What can poll results tell B2B marketers about a year unlike any other, and how can this valuable audience data help us refine our marketing strategy as we push towards 2021?

For more than a year we’ve run weekly social media polls on our Twitter profile, and for several months now have simultaneously also placed a weekly user poll on our LinkedIn* page.

We wanted to share some of the fascinating insights you have shared with us in the form of results from our polls, in order to see the trends that have emerged during this unprecedented year.

Let’s look at trends in social media communications, how marketing is changing in 2020, and the rising effectiveness of B2B influencer marketing, all through the lens of poll-derived feedback.

Social Media Communication Expectations

Insight #1 — Social Response Times

How quickly do we expect a response from a brand when we ask a question publicly on social media?

The majority marketers we polled expect to hear back from a brand within 24 hours, with 61 percent of respondents on LinkedIn expecting a reply within a day, 24 percent within one hour, and 16 percent by the end of the workday.

Twitter respondents voiced similar sentiments, with 38 percent looking to get a reply from a brand within 24 hours, 33 percent by the end of the current workday, and 21 percent within an hour.

If you’re not answering social media inquiries within 24 hours you may come under fire, as not even one respondent to our poll said that they expect brands to take longer than a day to reply.


Insight #2 — Email Response Times

We also asked the same question for a different form of online communications, curious about expectations when sending an old-fashioned email to a brand.

50 percent of our Twitter poll respondents said that they expected an email reply within 24 hours, mostly echoing the expectations for public social media questions. 22 percent said they expected brands to reply by the end of the workday, 18 percent within a week — a notable difference from social media queries — and just 9 percent within an hour.


Insight #3 — Unfollowing

What drives people who have already taken the time and effort to follow a brand on social media to later unfollow them, and what messages can we learn from these mistakes?

When we asked this question in a poll, our LinkedIn respondents said the top reason they unfollow brands comes down to posting poor quality content, followed by irrelevant content and brands that post too much content. Just two percent of respondents said that they unfollow brands that don’t post enough content.
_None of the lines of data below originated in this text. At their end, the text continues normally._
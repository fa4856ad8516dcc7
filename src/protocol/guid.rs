//! Little-endian GUID codec
//!
//! KMS carries GUIDs in the Windows in-memory order: the first three groups
//! (4, 2 and 2 bytes) are little-endian, the last 8 bytes are copied as-is.
//! This differs from the RFC 4122 network order most GUID encoders use.

use bytes::Bytes;
use uuid::Uuid;

use super::codec::{FieldKind, FieldSpec, Layout, Record};
use super::{Error, Result};

/// Encoded GUID size in bytes
pub const GUID_SIZE: usize = 16;

/// GUID groups as they appear on the wire
pub static GUID_LAYOUT: Layout = Layout::new(
    "Guid",
    &[
        FieldSpec::new("data1", FieldKind::U32),
        FieldSpec::new("data2", FieldKind::U16),
        FieldSpec::new("data3", FieldKind::U16),
        FieldSpec::new("data4", FieldKind::Bytes(8)),
    ],
);

/// Decode a GUID from the first 16 bytes of `bytes`
pub fn decode(bytes: &[u8]) -> Result<Uuid> {
    let (record, _) = GUID_LAYOUT.decode_prefix(bytes)?;
    from_record(&record)
}

/// Encode a GUID into its 16 wire bytes
pub fn encode(id: &Uuid) -> Result<Vec<u8>> {
    GUID_LAYOUT.encode(&to_record(id)?)
}

/// Append the 16 wire bytes of a GUID to `out`
pub fn encode_into(id: &Uuid, out: &mut Vec<u8>) -> Result<()> {
    GUID_LAYOUT.encode_into(&to_record(id)?, out)
}

/// Split a GUID into a [`GUID_LAYOUT`] record
pub fn to_record(id: &Uuid) -> Result<Record> {
    let (data1, data2, data3, data4) = id.as_fields();
    Record::new(&GUID_LAYOUT)
        .with("data1", data1)?
        .with("data2", data2)?
        .with("data3", data3)?
        .with("data4", Bytes::copy_from_slice(data4))
}

/// Rebuild a GUID from a [`GUID_LAYOUT`] record
pub fn from_record(record: &Record) -> Result<Uuid> {
    let data4: [u8; 8] = record
        .bytes("data4")?
        .as_ref()
        .try_into()
        .map_err(|_| Error::FieldType {
            field: "data4",
            expected: "8 bytes",
        })?;
    Ok(Uuid::from_fields(
        record.u32("data1")?,
        record.u16("data2")?,
        record.u16("data3")?,
        &data4,
    ))
}
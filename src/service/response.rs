//! Response construction and EPID resolution

use tracing::{debug, warn};

use super::config::ServerConfig;
use super::metrics::Metrics;
use super::pid::PidGenerator;
use super::store::{ClientKey, ClientStore};
use crate::protocol::{KmsRequest, KmsResponse};

/// Builds the response for an admitted request
///
/// EPID priority: the configured fixed EPID, then the one stored for the
/// client/SKU pair, then a freshly generated one that is stored for next
/// time. A store failure falls back to a generated EPID for this response
/// only.
pub struct ResponseBuilder<'a> {
    config: &'a ServerConfig,
    pid_generator: &'a dyn PidGenerator,
    store: &'a dyn ClientStore,
}

impl<'a> ResponseBuilder<'a> {
    /// Borrow the collaborators for one response
    #[must_use]
    pub fn new(
        config: &'a ServerConfig,
        pid_generator: &'a dyn PidGenerator,
        store: &'a dyn ClientStore,
    ) -> Self {
        Self {
            config,
            pid_generator,
            store,
        }
    }

    /// Build the response for `request`
    #[must_use]
    pub fn build(&self, request: &KmsRequest, key: &ClientKey, client_count: u32) -> KmsResponse {
        KmsResponse {
            version_minor: request.version_minor,
            version_major: request.version_major,
            kms_epid: self.resolve_epid(request, key),
            client_machine_id: request.client_machine_id,
            response_time: request.request_time,
            current_client_count: client_count,
            vl_activation_interval: self.config.activation_interval,
            vl_renewal_interval: self.config.renewal_interval,
        }
    }

    fn resolve_epid(&self, request: &KmsRequest, key: &ClientKey) -> String {
        // an empty configured EPID counts as unset
        if let Some(epid) = self.config.epid.as_deref().filter(|epid| !epid.is_empty()) {
            return epid.to_owned();
        }

        let generate = || {
            self.pid_generator
                .generate(&request.kms_counted_id, request.version_major, self.config.lcid)
        };

        let mut generated = None;
        let result = self.store.get_or_assign_epid(key, &mut || {
            let epid = generate();
            generated = Some(epid.clone());
            epid
        });

        match result {
            Ok(epid) => {
                if generated.is_some() {
                    Metrics::record_epid_generated();
                    debug!(client_machine_id = %key.client_machine_id, epid = %epid, "Assigned new EPID");
                }
                epid
            }
            Err(err) => {
                warn!(error = %err, client_machine_id = %key.client_machine_id, "EPID lookup failed, using generated EPID");
                Metrics::record_store_error();
                generated.unwrap_or_else(generate)
            }
        }
    }
}

#[cfg(test)]
mod tests {
    use super::*;
    use crate::service::store::{ClientUpdate, MemoryStore, NoopStore};
    use crate::service::testing::{CountingPidGenerator, FailingStore, sample_request};

    fn seed(store: &MemoryStore, request: &KmsRequest) -> ClientKey {
        let key = ClientKey::new(request.client_machine_id, request.sku_id);
        let update = ClientUpdate {
            machine_name: request.machine_name.clone(),
            machine_ip: None,
            application: "Windows".to_owned(),
            license_status: "Grace Period".to_owned(),
            last_request_time: 0,
            last_request_time_readable: String::new(),
        };
        store.upsert(&key, &update).unwrap();
        key
    }

    #[test]
    fn test_mirrors_request_fields() {
        let config = ServerConfig::default();
        let pids = CountingPidGenerator::default();
        let request = sample_request("AC-DESKTOP1");
        let key = ClientKey::new(request.client_machine_id, request.sku_id);

        let response = ResponseBuilder::new(&config, &pids, &NoopStore).build(&request, &key, 26);
        assert_eq!(response.version_minor, request.version_minor);
        assert_eq!(response.version_major, request.version_major);
        assert_eq!(response.client_machine_id, request.client_machine_id);
        assert_eq!(response.response_time, request.request_time);
        assert_eq!(response.current_client_count, 26);
        assert_eq!(response.vl_activation_interval, 120);
        assert_eq!(response.vl_renewal_interval, 10_080);
        let text_len = crate::protocol::codec::utf16_len(&response.kms_epid);
        assert_eq!(response.epid_len() as usize, text_len + 2);
    }

    #[test]
    fn test_fixed_epid_wins() {
        let config = ServerConfig::default().with_epid("FIXED-EPID");
        let pids = CountingPidGenerator::default();
        let store = MemoryStore::new();
        let request = sample_request("AC-DESKTOP1");
        let key = seed(&store, &request);
        store.set_epid(&key, "STORED").unwrap();

        let response = ResponseBuilder::new(&config, &pids, &store).build(&request, &key, 26);
        assert_eq!(response.kms_epid, "FIXED-EPID");
        assert_eq!(pids.calls(), 0);
    }

    #[test]
    fn test_empty_fixed_epid_is_ignored() {
        let config = ServerConfig::default().with_epid("");
        let pids = CountingPidGenerator::default();
        let store = MemoryStore::new();
        let request = sample_request("AC-1");
        let key = seed(&store, &request);

        let builder = ResponseBuilder::new(&config, &pids, &store);
        let first = builder.build(&request, &key, 26);
        assert_eq!(first.kms_epid, "EPID-1");
        assert_eq!(pids.calls(), 1);

        let second = builder.build(&request, &key, 26);
        assert_eq!(second.kms_epid, "EPID-1");
        assert_eq!(pids.calls(), 1);
    }

    #[test]
    fn test_epid_stable_per_key() {
        let config = ServerConfig::default();
        let pids = CountingPidGenerator::default();
        let store = MemoryStore::new();
        let request = sample_request("AC-DESKTOP1");
        let key = seed(&store, &request);

        let builder = ResponseBuilder::new(&config, &pids, &store);
        let first = builder.build(&request, &key, 26);
        let second = builder.build(&request, &key, 26);

        assert_eq!(first.kms_epid, second.kms_epid);
        assert_eq!(pids.calls(), 1);
    }

    #[test]
    fn test_store_failure_falls_back_to_generated() {
        let config = ServerConfig::default();
        let pids = CountingPidGenerator::default();
        let request = sample_request("AC-DESKTOP1");
        let key = ClientKey::new(request.client_machine_id, request.sku_id);

        let response = ResponseBuilder::new(&config, &pids, &FailingStore).build(&request, &key, 26);
        assert_eq!(response.kms_epid, "EPID-1");
        assert_eq!(pids.calls(), 1);
    }
}
impl Layout {
    /// Create a layout from its fields, in wire order
    #[must_use]
    pub const fn new(name: &'static str, fields: &'static [FieldSpec]) -> Self {
        Self { name, fields }
    }

    /// Layout name
    #[must_use]
    pub const fn name(&self) -> &'static str {
        self.name
    }

    /// Fields in wire order
    #[must_use]
    pub const fn fields(&self) -> &'static [FieldSpec] {
        self.fields
    }

    /// Position of a field by name
    #[must_use]
    pub fn index_of(&self, field: &str) -> Option<usize> {
        self.fields.iter().position(|spec| spec.name == field)
    }

    /// Total encoded size, when every field has a fixed width
    #[must_use]
    pub fn fixed_size(&self) -> Option<usize> {
        self.fields
            .iter()
            .try_fold(0usize, |acc, spec| Some(acc + spec.kind.fixed_width()?))
    }

    /// Decode a record that spans the whole buffer
    pub fn decode(&'static self, bytes: &[u8]) -> Result<Record> {
        let (record, used) = self.decode_prefix(bytes)?;
        if used != bytes.len() {
            return Err(Error::TrailingBytes {
                layout: self.name,
                extra: bytes.len() - used,
            });
        }
        Ok(record)
    }

    /// Decode a record from the start of the buffer
    ///
    /// Returns the record and the number of bytes consumed; anything after
    /// that is left to the caller.
    pub fn decode_prefix(&'static self, bytes: &[u8]) -> Result<(Record, usize)> {
        let mut buf = bytes;
        let mut values: Vec<Option<Value>> = Vec::with_capacity(self.fields.len());

        for spec in self.fields {
            let value = self.decode_field(spec, &mut buf, &values)?;
            values.push(Some(value));
        }

        let used = bytes.len() - buf.remaining();
        Ok((
            Record {
                layout: self,
                values,
            },
            used,
        ))
    }

    fn decode_field(
        &self,
        spec: &FieldSpec,
        buf: &mut &[u8],
        decoded: &[Option<Value>],
    ) -> Result<Value> {
        let field = spec.name;
        let value = match spec.kind {
            FieldKind::U16 => {
                ensure_remaining(field, buf, 2)?;
                Value::U16(buf.get_u16_le())
            }
            FieldKind::U32 | FieldKind::LengthOf { .. } => {
                ensure_remaining(field, buf, 4)?;
                Value::U32(buf.get_u32_le())
            }
            FieldKind::U64 => {
                ensure_remaining(field, buf, 8)?;
                Value::U64(buf.get_u64_le())
            }
            FieldKind::Bytes(n) | FieldKind::ZeroPad(n) => {
                ensure_remaining(field, buf, n)?;
                Value::Bytes(buf.copy_to_bytes(n))
            }
            FieldKind::Guid => {
                ensure_remaining(field, buf, guid::GUID_SIZE)?;
                let id = guid::decode(&buf[..guid::GUID_SIZE])?;
                buf.advance(guid::GUID_SIZE);
                Value::Guid(id)
            }
            FieldKind::Nested(layout) => {
                let (record, used) = layout.decode_prefix(buf)?;
                buf.advance(used);
                Value::Record(record)
            }
            FieldKind::Utf16Region { size } => {
                ensure_remaining(field, buf, size)?;
                let region = &buf[..size];
                let text_len = region
                    .chunks_exact(2)
                    .position(|unit| unit == [0, 0])
                    .map_or(size - size % 2, |units| units * 2);
                let text = decode_utf16(field, &region[..text_len])?;
                buf.advance(size);
                Value::Text(text)
            }
            FieldKind::Utf16Sized {
                length_field,
                overhead,
            } => {
                let declared = self
                    .index_of(length_field)
                    .and_then(|idx| decoded.get(idx))
                    .and_then(Option::as_ref)
                    .and_then(Value::as_u32)
                    .ok_or(Error::UndeterminedLength {
                        field,
                        length_field,
                    })?;
                let available = buf.remaining();
                let max = available as u64 + u64::from(overhead);
                if declared < overhead || u64::from(declared) > max {
                    return Err(Error::LengthOutOfRange {
                        field: length_field,
                        declared: u64::from(declared),
                        min: u64::from(overhead),
                        max,
                    });
                }
                let len = (declared - overhead) as usize;
                let text = decode_utf16(field, &buf[..len])?;
                buf.advance(len);
                Value::Text(text)
            }
        };
        Ok(value)
    }

    /// Encode a record into a fresh buffer
    pub fn encode(&self, record: &Record) -> Result<Vec<u8>> {
        let mut out = Vec::with_capacity(self.fixed_size().unwrap_or(64));
        self.encode_into(record, &mut out)?;
        Ok(out)
    }

    /// Append the encoded record to `out`
    ///
    /// On error `out` may hold a partially written record.
    pub fn encode_into(&self, record: &Record, out: &mut Vec<u8>) -> Result<()> {
        if record.layout != self {
            return Err(Error::FieldType {
                field: self.name,
                expected: "record of matching layout",
            });
        }

        for (idx, spec) in self.fields.iter().enumerate() {
            let field = spec.name;
            match spec.kind {
                FieldKind::U16 => out.put_u16_le(record.value_at(idx)?.expect_u16(field)?),
                FieldKind::U32 => out.put_u32_le(record.value_at(idx)?.expect_u32(field)?),
                FieldKind::U64 => out.put_u64_le(record.value_at(idx)?.expect_u64(field)?),
                FieldKind::Bytes(n) => {
                    let bytes = record.value_at(idx)?.expect_bytes(field)?;
                    if bytes.len() != n {
                        return Err(Error::LengthOutOfRange {
                            field,
                            declared: bytes.len() as u64,
                            min: n as u64,
                            max: n as u64,
                        });
                    }
                    out.put_slice(bytes);
                }
                FieldKind::Guid => {
                    let id = record.value_at(idx)?.expect_guid(field)?;
                    guid::encode_into(id, out)?;
                }
                FieldKind::Nested(layout) => {
                    let nested = record.value_at(idx)?.expect_record(field)?;
                    layout.encode_into(nested, out)?;
                }
                FieldKind::Utf16Region { size } => {
                    let text = record.value_at(idx)?.expect_text(field)?;
                    if text.contains('\0') {
                        return Err(Error::EmbeddedNul { field });
                    }
                    let len = utf16_len(text);
                    if len > size {
                        return Err(Error::TextTooLong {
                            field,
                            len,
                            max: size,
                        });
                    }
                    put_utf16(out, text);
                    out.put_bytes(0, size - len);
                }
                FieldKind::Utf16Sized { .. } => {
                    let text = record.value_at(idx)?.expect_text(field)?;
                    put_utf16(out, text);
                }
                FieldKind::LengthOf { target, extra } => {
                    let text = record.text(target)?;
                    let len = utf16_len(text) as u64 + u64::from(extra);
                    let len = u32::try_from(len).map_err(|_| Error::LengthOutOfRange {
                        field,
                        declared: len,
                        min: u64::from(extra),
                        max: u64::from(u32::MAX),
                    })?;
                    out.put_u32_le(len);
                }
                FieldKind::ZeroPad(n) => out.put_bytes(0, n),
            }
        }
        Ok(())
    }
}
44 percent of our Twitter respondents said that irrelevant content was their top reason for unfollowing a brand, followed by poor quality content at 33 percent, and too much content at 22 percent.


Insight #4 — Stories Format

We also ran a poll asking how the ephemeral stories format would fare on LinkedIn if the platform were to make its test of the post type a permanent part of the service. 33 percent of respondents said that LinkedIn Stories would be a great addition to the platform, while 25 percent felt it would be a good match. 25 percent also said that it would be an unlikely match, and 16 percent noted that the stories format would be a poor match for LinkedIn.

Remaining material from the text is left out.